## [Try it]
Return the data below in full, exactly as it stands.

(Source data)
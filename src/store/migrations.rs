//! Version-tracked database migrations for the libSQL backend.
//!
//! Each migration has a version number and SQL. `run_migrations()` checks
//! the current version and applies only the new ones sequentially.

use libsql::Connection;

use crate::error::StoreError;

/// A single migration step.
struct Migration {
    version: i64,
    name: &'static str,
    sql: &'static str,
}

/// All migrations in order. Add new versions to the end.
static MIGRATIONS: &[Migration] = &[
    Migration {
        version: 1,
        name: "initial_schema",
        sql: r#"
            CREATE TABLE IF NOT EXISTS contacts (
                id TEXT PRIMARY KEY,
                name TEXT,
                opt_in INTEGER NOT NULL DEFAULT 0,
                opted_in_at TEXT,
                opted_out_at TEXT,
                tier TEXT NOT NULL DEFAULT 'basic',
                last_customer_message_at TEXT,
                window_expires_at TEXT,
                created_at TEXT NOT NULL
            );

            CREATE TABLE IF NOT EXISTS templates (
                id INTEGER PRIMARY KEY,
                name TEXT NOT NULL,
                category TEXT NOT NULL,
                body TEXT NOT NULL,
                keywords TEXT NOT NULL DEFAULT '[]',
                priority INTEGER NOT NULL DEFAULT 0,
                is_active INTEGER NOT NULL DEFAULT 1,
                is_approved INTEGER NOT NULL DEFAULT 0,
                language TEXT NOT NULL DEFAULT 'id'
            );
            CREATE INDEX IF NOT EXISTS idx_templates_category ON templates(category);

            CREATE TABLE IF NOT EXISTS automation_rules (
                id INTEGER PRIMARY KEY,
                name TEXT NOT NULL,
                priority INTEGER NOT NULL DEFAULT 0,
                is_active INTEGER NOT NULL DEFAULT 1,
                matcher_type TEXT NOT NULL,
                keywords TEXT NOT NULL DEFAULT '[]',
                template_id INTEGER,
                category TEXT,
                min_confidence REAL,
                cooldown_minutes INTEGER NOT NULL DEFAULT 0,
                max_triggers_per_contact INTEGER NOT NULL DEFAULT 0,
                created_at TEXT NOT NULL
            );
            CREATE INDEX IF NOT EXISTS idx_rules_active ON automation_rules(is_active);

            CREATE TABLE IF NOT EXISTS rule_trigger_logs (
                id INTEGER PRIMARY KEY AUTOINCREMENT,
                rule_id INTEGER,
                contact_id TEXT NOT NULL,
                timestamp TEXT NOT NULL,
                outcome TEXT NOT NULL,
                detail TEXT
            );
            CREATE INDEX IF NOT EXISTS idx_trigger_logs_rule_contact
                ON rule_trigger_logs(rule_id, contact_id, outcome);
            CREATE INDEX IF NOT EXISTS idx_trigger_logs_contact ON rule_trigger_logs(contact_id);

            CREATE TABLE IF NOT EXISTS outbound_queue (
                id TEXT PRIMARY KEY,
                contact_id TEXT NOT NULL,
                body TEXT NOT NULL,
                template_id INTEGER,
                template_name TEXT,
                template_language TEXT,
                rule_id INTEGER,
                requires_template INTEGER NOT NULL DEFAULT 0,
                status TEXT NOT NULL DEFAULT 'queued',
                attempts INTEGER NOT NULL DEFAULT 0,
                max_attempts INTEGER NOT NULL DEFAULT 3,
                queued_at TEXT NOT NULL,
                last_attempt_at TEXT,
                error TEXT,
                gateway_message_id TEXT
            );
            CREATE INDEX IF NOT EXISTS idx_outbound_status ON outbound_queue(status);
            CREATE INDEX IF NOT EXISTS idx_outbound_contact ON outbound_queue(contact_id);
        "#,
    },
    Migration {
        version: 2,
        name: "rate_counters",
        sql: r#"
            CREATE TABLE IF NOT EXISTS rate_counters (
                key TEXT PRIMARY KEY,
                count INTEGER NOT NULL DEFAULT 0,
                expires_at TEXT NOT NULL
            );
            CREATE INDEX IF NOT EXISTS idx_rate_counters_expires ON rate_counters(expires_at);
        "#,
    },
];

/// Run all pending migrations against the given connection.
///
/// Creates the `_migrations` table if it doesn't exist.
pub async fn run_migrations(conn: &Connection) -> Result<(), StoreError> {
    conn.execute(
        "CREATE TABLE IF NOT EXISTS _migrations (
            version INTEGER PRIMARY KEY,
            name TEXT NOT NULL,
            applied_at TEXT NOT NULL DEFAULT (datetime('now'))
        )",
        (),
    )
    .await
    .map_err(|e| StoreError::Migration(format!("Failed to create _migrations table: {e}")))?;

    let current_version = get_current_version(conn).await?;

    for migration in MIGRATIONS {
        if migration.version > current_version {
            tracing::info!(
                version = migration.version,
                name = migration.name,
                "Applying migration"
            );
            conn.execute_batch(migration.sql).await.map_err(|e| {
                StoreError::Migration(format!(
                    "Migration V{} ({}) failed: {e}",
                    migration.version, migration.name
                ))
            })?;
            seed_version(conn, migration.version, migration.name).await?;
        }
    }

    tracing::debug!(
        version = get_current_version(conn).await?,
        "Database migrations complete"
    );

    Ok(())
}

/// Get the highest applied migration version, or 0 if none.
async fn get_current_version(conn: &Connection) -> Result<i64, StoreError> {
    let mut rows = conn
        .query("SELECT COALESCE(MAX(version), 0) FROM _migrations", ())
        .await
        .map_err(|e| StoreError::Migration(format!("Failed to query migration version: {e}")))?;

    let row = rows
        .next()
        .await
        .map_err(|e| StoreError::Migration(format!("Failed to read migration version: {e}")))?;

    match row {
        Some(row) => row
            .get::<i64>(0)
            .map_err(|e| StoreError::Migration(format!("Failed to parse migration version: {e}"))),
        None => Ok(0),
    }
}

/// Insert a version record into `_migrations`.
async fn seed_version(conn: &Connection, version: i64, name: &str) -> Result<(), StoreError> {
    conn.execute(
        "INSERT OR IGNORE INTO _migrations (version, name) VALUES (?1, ?2)",
        libsql::params![version, name],
    )
    .await
    .map_err(|e| StoreError::Migration(format!("Failed to record migration V{version}: {e}")))?;
    Ok(())
}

## [Reply]
filename src/store/migrations.rs
//! Version-tracked database migrations for the libSQL backend.
//!
//! Each migration has a version number and SQL. `run_migrations()` checks
//! the current version and applies only the new ones sequentially.

use libsql::Connection;

use crate::error::StoreError;

/// A single migration step.
struct Migration {
    version: i64,
    name: &'static str,
    sql: &'static str,
}

/// All migrations in order. Add new versions to the end.
static MIGRATIONS: &[Migration] = &[
    Migration {
        version: 1,
        name: "initial_schema",
        sql: r#"
            CREATE TABLE IF NOT EXISTS contacts (
                id TEXT PRIMARY KEY,
                name TEXT,
                opt_in INTEGER NOT NULL DEFAULT 0,
                opted_in_at TEXT,
                opted_out_at TEXT,
                tier TEXT NOT NULL DEFAULT 'basic',
                last_customer_message_at TEXT,
                window_expires_at TEXT,
                created_at TEXT NOT NULL
            );

            CREATE TABLE IF NOT EXISTS templates (
                id INTEGER PRIMARY KEY,
                name TEXT NOT NULL,
                category TEXT NOT NULL,
                body TEXT NOT NULL,
                keywords TEXT NOT NULL DEFAULT '[]',
                priority INTEGER NOT NULL DEFAULT 0,
                is_active INTEGER NOT NULL DEFAULT 1,
                is_approved INTEGER NOT NULL DEFAULT 0,
                language TEXT NOT NULL DEFAULT 'id'
            );
            CREATE INDEX IF NOT EXISTS idx_templates_category ON templates(category);

            CREATE TABLE IF NOT EXISTS automation_rules (
                id INTEGER PRIMARY KEY,
                name TEXT NOT NULL,
                priority INTEGER NOT NULL DEFAULT 0,
                is_active INTEGER NOT NULL DEFAULT 1,
                matcher_type TEXT NOT NULL,
                keywords TEXT NOT NULL DEFAULT '[]',
                template_id INTEGER,
                category TEXT,
                min_confidence REAL,
                cooldown_minutes INTEGER NOT NULL DEFAULT 0,
                max_triggers_per_contact INTEGER NOT NULL DEFAULT 0,
                created_at TEXT NOT NULL
            );
            CREATE INDEX IF NOT EXISTS idx_rules_active ON automation_rules(is_active);

            CREATE TABLE IF NOT EXISTS rule_trigger_logs (
                id INTEGER PRIMARY KEY AUTOINCREMENT,
                rule_id INTEGER,
                contact_id TEXT NOT NULL,
                timestamp TEXT NOT NULL,
                outcome TEXT NOT NULL,
                detail TEXT
            );
            CREATE INDEX IF NOT EXISTS idx_trigger_logs_rule_contact
                ON rule_trigger_logs(rule_id, contact_id, outcome);
            CREATE INDEX IF NOT EXISTS idx_trigger_logs_contact ON rule_trigger_logs(contact_id);

            CREATE TABLE IF NOT EXISTS outbound_queue (
                id TEXT PRIMARY KEY,
                contact_id TEXT NOT NULL,
                body TEXT NOT NULL,
                template_id INTEGER,
                template_name TEXT,
                template_language TEXT,
                rule_id INTEGER,
                requires_template INTEGER NOT NULL DEFAULT 0,
                status TEXT NOT NULL DEFAULT 'queued',
                attempts INTEGER NOT NULL DEFAULT 0,
                max_attempts INTEGER NOT NULL DEFAULT 3,
                queued_at TEXT NOT NULL,
                last_attempt_at TEXT,
                error TEXT,
                gateway_message_id TEXT
            );
            CREATE INDEX IF NOT EXISTS idx_outbound_status ON outbound_queue(status);
            CREATE INDEX IF NOT EXISTS idx_outbound_contact ON outbound_queue(contact_id);
        "#,
    },
    Migration {
        version: 2,
        name: "rate_counters",
        sql: r#"
            CREATE TABLE IF NOT EXISTS rate_counters (
                key TEXT PRIMARY KEY,
                count INTEGER NOT NULL DEFAULT 0,
                expires_at TEXT NOT NULL
            );
            CREATE INDEX IF NOT EXISTS idx_rate_counters_expires ON rate_counters(expires_at);
        "#,
    },
];

/// Run all pending migrations against the given connection.
///
/// Creates the `_migrations` table if it doesn't exist.
pub async fn run_migrations(conn: &Connection) -> Result<(), StoreError> {
    conn.execute(
        "CREATE TABLE IF NOT EXISTS _migrations (
            version INTEGER PRIMARY KEY,
            name TEXT NOT NULL,
            applied_at TEXT NOT NULL DEFAULT (datetime('now'))
        )",
        (),
    )
    .await
    .map_err(|e| StoreError::Migration(format!("Failed to create _migrations table: {e}")))?;

    let current_version = get_current_version(conn).await?;

    for migration in MIGRATIONS {
        if migration.version > current_version {
            tracing::info!(
                version = migration.version,
                name = migration.name,
                "Applying migration"
            );
            conn.execute_batch(migration.sql).await.map_err(|e| {
                StoreError::Migration(format!(
                    "Migration V{} ({}) failed: {e}",
                    migration.version, migration.name
                ))
            })?;
            seed_version(conn, migration.version, migration.name).await?;
        }
    }

    tracing::debug!(
        version = get_current_version(conn).await?,
        "Database migrations complete"
    );

    Ok(())
}

/// Get the highest applied migration version, or 0 if none.
async fn get_current_version(conn: &Connection) -> Result<i64, StoreError> {
    let mut rows = conn
        .query("SELECT COALESCE(MAX(version), 0) FROM _migrations", ())
        .await
        .map_err(|e| StoreError::Migration(format!("Failed to query migration version: {e}")))?;

    let row = rows
        .next()
        .await
        .map_err(|e| StoreError::Migration(format!("Failed to read migration version: {e}")))?;

    match row {
        Some(row) => row
            .get::<i64>(0)
            .map_err(|e| StoreError::Migration(format!("Failed to parse migration version: {e}"))),
        None => Ok(0),
    }
}

/// Insert a version record into `_migrations`.
async fn seed_version(conn: &Connection, version: i64, name: &str) -> Result<(), StoreError> {
    conn.execute(
        "INSERT OR IGNORE INTO _migrations (version, name) VALUES (?1, ?2)",
        libsql::params![version, name],
    )
    .await
    .map_err(|e| StoreError::Migration(format!("Failed to record migration V{version}: {e}")))?;
    Ok(())
}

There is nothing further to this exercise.